All of the entries are to be written out again verbatim.
*** The records Section Begins ***
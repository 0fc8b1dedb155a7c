// This Source Code Form is subject to the terms of the Mozilla Public
// License, v. 2.0. If a copy of the MPL was not distributed with this
// file, You can obtain one at https://mozilla.org/MPL/2.0/.

use std::collections::BTreeMap;

use rss::extension::atom::{AtomExtension, Link};
use rss::extension::itunes::{ITunesChannelExtension, ITunesItemExtension};
use rss::{Channel, Enclosure, Guid, Image, Item};
use url::Url;

use crate::catalog::{Episode, EpisodeNumber, Show};
use crate::config::DEFAULT_FEED_LANGUAGE;
use crate::error::FeedError;

const ITUNES_NAMESPACE: &str = "http://www.itunes.com/dtds/podcast-1.0.dtd";
const CONTENT_NAMESPACE: &str = "http://purl.org/rss/1.0/modules/content/";
const ATOM_NAMESPACE: &str = "http://www.w3.org/2005/Atom";

/// RFC 822 date with a zero-padded day of month
const PUB_DATE_FORMAT: &str = "%a, %d %b %Y %H:%M:%S %z";

/// MIME type announced on every enclosure
pub const AUDIO_MIME_TYPE: &str = "audio/mpeg";

/// A show and the episodes collected for it, ready to be rendered as RSS
///
/// Episodes are kept in insertion order; rendering sorts a view of them,
/// newest first.
#[derive(Debug, Clone)]
pub struct Feed {
    show: Show,
    episodes: Vec<Episode>,
    language: String,
    link: Option<Url>,
    self_link: Option<Url>,
}

impl Feed {
    pub fn new(show: Show) -> Self {
        Self {
            show,
            episodes: Vec::new(),
            language: DEFAULT_FEED_LANGUAGE.to_string(),
            link: None,
            self_link: None,
        }
    }

    pub fn with_language(mut self, language: impl Into<String>) -> Self {
        self.language = language.into();
        self
    }

    /// Channel `<link>`; defaults to the show artwork when unset
    pub fn with_link(mut self, link: Url) -> Self {
        self.link = Some(link);
        self
    }

    /// URL the feed itself is served from, emitted as `atom:link rel="self"`
    pub fn with_self_link(mut self, self_link: Url) -> Self {
        self.self_link = Some(self_link);
        self
    }

    pub fn len(&self) -> usize {
        self.episodes.len()
    }

    pub fn is_empty(&self) -> bool {
        self.episodes.is_empty()
    }

    /// Append an episode; no deduplication or ordering happens here
    pub fn add_episode(&mut self, episode: Episode) {
        self.episodes.push(episode);
    }

    /// Episodes sorted by publish date, newest first
    pub fn sorted_episodes(&self) -> Vec<&Episode> {
        let mut sorted: Vec<&Episode> = self.episodes.iter().collect();
        sorted.sort_by(|a, b| b.date.cmp(&a.date));
        sorted
    }

    pub fn to_channel(&self) -> Channel {
        let show = &self.show;
        let link = self.link.as_ref().unwrap_or(&show.image).to_string();

        let mut channel = Channel::default();
        channel.set_namespaces(BTreeMap::from([
            ("itunes".to_string(), ITUNES_NAMESPACE.to_string()),
            ("content".to_string(), CONTENT_NAMESPACE.to_string()),
            ("atom".to_string(), ATOM_NAMESPACE.to_string()),
        ]));
        channel.set_title(show.title.clone());
        channel.set_link(link.clone());
        channel.set_description(show.description.clone());
        channel.set_language(self.language.clone());

        let mut image = Image::default();
        image.set_url(show.image.to_string());
        image.set_title(show.title.clone());
        image.set_link(link);
        channel.set_image(image);

        let mut itunes = ITunesChannelExtension::default();
        itunes.set_author(show.author.clone());
        itunes.set_subtitle(show.description.clone());
        itunes.set_summary(show.description.clone());
        itunes.set_explicit("no".to_string());
        itunes.set_image(show.image.to_string());
        channel.set_itunes_ext(itunes);

        if let Some(self_link) = &self.self_link {
            let mut atom_link = Link::default();
            atom_link.set_href(self_link.to_string());
            atom_link.set_rel("self");
            atom_link.set_mime_type(Some("application/rss+xml".to_string()));

            let mut atom = AtomExtension::default();
            atom.set_links(vec![atom_link]);
            channel.set_atom_ext(atom);
        }

        channel.set_items(
            self.sorted_episodes()
                .into_iter()
                .map(episode_item)
                .collect::<Vec<_>>(),
        );
        channel
    }

    /// Serialize to a tab-indented RSS 2.0 document with XML declaration
    pub fn render(&self) -> Result<String, FeedError> {
        let buffer = self.to_channel().pretty_write_to(Vec::new(), b'\t', 1)?;
        Ok(String::from_utf8(buffer)?)
    }
}

fn episode_item(episode: &Episode) -> Item {
    let description = if episode.content_html.is_empty() {
        episode.summary.clone().unwrap_or_default()
    } else {
        episode.content_html.clone()
    };

    let mut item = Item::default();
    item.set_title(episode.title.clone());
    item.set_description(description.clone());
    item.set_pub_date(episode.date.format(PUB_DATE_FORMAT).to_string());
    item.set_link(episode.url.to_string());

    let mut guid = Guid::default();
    guid.set_value(episode.guid.to_string());
    guid.set_permalink(false);
    item.set_guid(guid);

    let mut enclosure = Enclosure::default();
    enclosure.set_url(episode.episode_raw_url.to_string());
    enclosure.set_mime_type(AUDIO_MIME_TYPE);
    enclosure.set_length("0");
    item.set_enclosure(enclosure);

    if !episode.content_html.is_empty() {
        item.set_content(episode.content_html.clone());
    }

    let mut itunes = ITunesItemExtension::default();
    itunes.set_author(episode.author.clone());
    itunes.set_summary(description);
    itunes.set_duration(episode.duration.clone());
    itunes.set_image(episode.image.to_string());
    if let Some(EpisodeNumber::Number(number)) = episode.number {
        itunes.set_episode(number.to_string());
    }
    item.set_itunes_ext(itunes);

    item
}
*** The records Section Ends ***
Answer box:
repository 0fc8b1dedb155a7c
// This Source Code Form is subject to the terms of the Mozilla Public
// License, v. 2.0. If a copy of the MPL was not distributed with this
// file, You can obtain one at https://mozilla.org/MPL/2.0/.

use std::collections::BTreeMap;

use rss::extension::atom::{AtomExtension, Link};
use rss::extension::itunes::{ITunesChannelExtension, ITunesItemExtension};
use rss::{Channel, Enclosure, Guid, Image, Item};
use url::Url;

use crate::catalog::{Episode, EpisodeNumber, Show};
use crate::config::DEFAULT_FEED_LANGUAGE;
use crate::error::FeedError;

const ITUNES_NAMESPACE: &str = "http://www.itunes.com/dtds/podcast-1.0.dtd";
const CONTENT_NAMESPACE: &str = "http://purl.org/rss/1.0/modules/content/";
const ATOM_NAMESPACE: &str = "http://www.w3.org/2005/Atom";

/// RFC 822 date with a zero-padded day of month
const PUB_DATE_FORMAT: &str = "%a, %d %b %Y %H:%M:%S %z";

/// MIME type announced on every enclosure
pub const AUDIO_MIME_TYPE: &str = "audio/mpeg";

/// A show and the episodes collected for it, ready to be rendered as RSS
///
/// Episodes are kept in insertion order; rendering sorts a view of them,
/// newest first.
#[derive(Debug, Clone)]
pub struct Feed {
    show: Show,
    episodes: Vec<Episode>,
    language: String,
    link: Option<Url>,
    self_link: Option<Url>,
}

impl Feed {
    pub fn new(show: Show) -> Self {
        Self {
            show,
            episodes: Vec::new(),
            language: DEFAULT_FEED_LANGUAGE.to_string(),
            link: None,
            self_link: None,
        }
    }

    pub fn with_language(mut self, language: impl Into<String>) -> Self {
        self.language = language.into();
        self
    }

    /// Channel `<link>`; defaults to the show artwork when unset
    pub fn with_link(mut self, link: Url) -> Self {
        self.link = Some(link);
        self
    }

    /// URL the feed itself is served from, emitted as `atom:link rel="self"`
    pub fn with_self_link(mut self, self_link: Url) -> Self {
        self.self_link = Some(self_link);
        self
    }

    pub fn len(&self) -> usize {
        self.episodes.len()
    }

    pub fn is_empty(&self) -> bool {
        self.episodes.is_empty()
    }

    /// Append an episode; no deduplication or ordering happens here
    pub fn add_episode(&mut self, episode: Episode) {
        self.episodes.push(episode);
    }

    /// Episodes sorted by publish date, newest first
    pub fn sorted_episodes(&self) -> Vec<&Episode> {
        let mut sorted: Vec<&Episode> = self.episodes.iter().collect();
        sorted.sort_by(|a, b| b.date.cmp(&a.date));
        sorted
    }

    pub fn to_channel(&self) -> Channel {
        let show = &self.show;
        let link = self.link.as_ref().unwrap_or(&show.image).to_string();

        let mut channel = Channel::default();
        channel.set_namespaces(BTreeMap::from([
            ("itunes".to_string(), ITUNES_NAMESPACE.to_string()),
            ("content".to_string(), CONTENT_NAMESPACE.to_string()),
            ("atom".to_string(), ATOM_NAMESPACE.to_string()),
        ]));
        channel.set_title(show.title.clone());
        channel.set_link(link.clone());
        channel.set_description(show.description.clone());
        channel.set_language(self.language.clone());

        let mut image = Image::default();
        image.set_url(show.image.to_string());
        image.set_title(show.title.clone());
        image.set_link(link);
        channel.set_image(image);

        let mut itunes = ITunesChannelExtension::default();
        itunes.set_author(show.author.clone());
        itunes.set_subtitle(show.description.clone());
        itunes.set_summary(show.description.clone());
        itunes.set_explicit("no".to_string());
        itunes.set_image(show.image.to_string());
        channel.set_itunes_ext(itunes);

        if let Some(self_link) = &self.self_link {
            let mut atom_link = Link::default();
            atom_link.set_href(self_link.to_string());
            atom_link.set_rel("self");
            atom_link.set_mime_type(Some("application/rss+xml".to_string()));

            let mut atom = AtomExtension::default();
            atom.set_links(vec![atom_link]);
            channel.set_atom_ext(atom);
        }

        channel.set_items(
            self.sorted_episodes()
                .into_iter()
                .map(episode_item)
                .collect::<Vec<_>>(),
        );
        channel
    }

    /// Serialize to a tab-indented RSS 2.0 document with XML declaration
    pub fn render(&self) -> Result<String, FeedError> {
        let buffer = self.to_channel().pretty_write_to(Vec::new(), b'\t', 1)?;
        Ok(String::from_utf8(buffer)?)
    }
}

fn episode_item(episode: &Episode) -> Item {
    let description = if episode.content_html.is_empty() {
        episode.summary.clone().unwrap_or_default()
    } else {
        episode.content_html.clone()
    };

    let mut item = Item::default();
    item.set_title(episode.title.clone());
    item.set_description(description.clone());
    item.set_pub_date(episode.date.format(PUB_DATE_FORMAT).to_string());
    item.set_link(episode.url.to_string());

    let mut guid = Guid::default();
    guid.set_value(episode.guid.to_string());
    guid.set_permalink(false);
    item.set_guid(guid);

    let mut enclosure = Enclosure::default();
    enclosure.set_url(episode.episode_raw_url.to_string());
    enclosure.set_mime_type(AUDIO_MIME_TYPE);
    enclosure.set_length("0");
    item.set_enclosure(enclosure);

    if !episode.content_html.is_empty() {
        item.set_content(episode.content_html.clone());
    }

    let mut itunes = ITunesItemExtension::default();
    itunes.set_author(episode.author.clone());
    itunes.set_summary(description);
    itunes.set_duration(episode.duration.clone());
    itunes.set_image(episode.image.to_string());
    if let Some(EpisodeNumber::Number(number)) = episode.number {
        itunes.set_episode(number.to_string());
    }
    item.set_itunes_ext(itunes);

    item
}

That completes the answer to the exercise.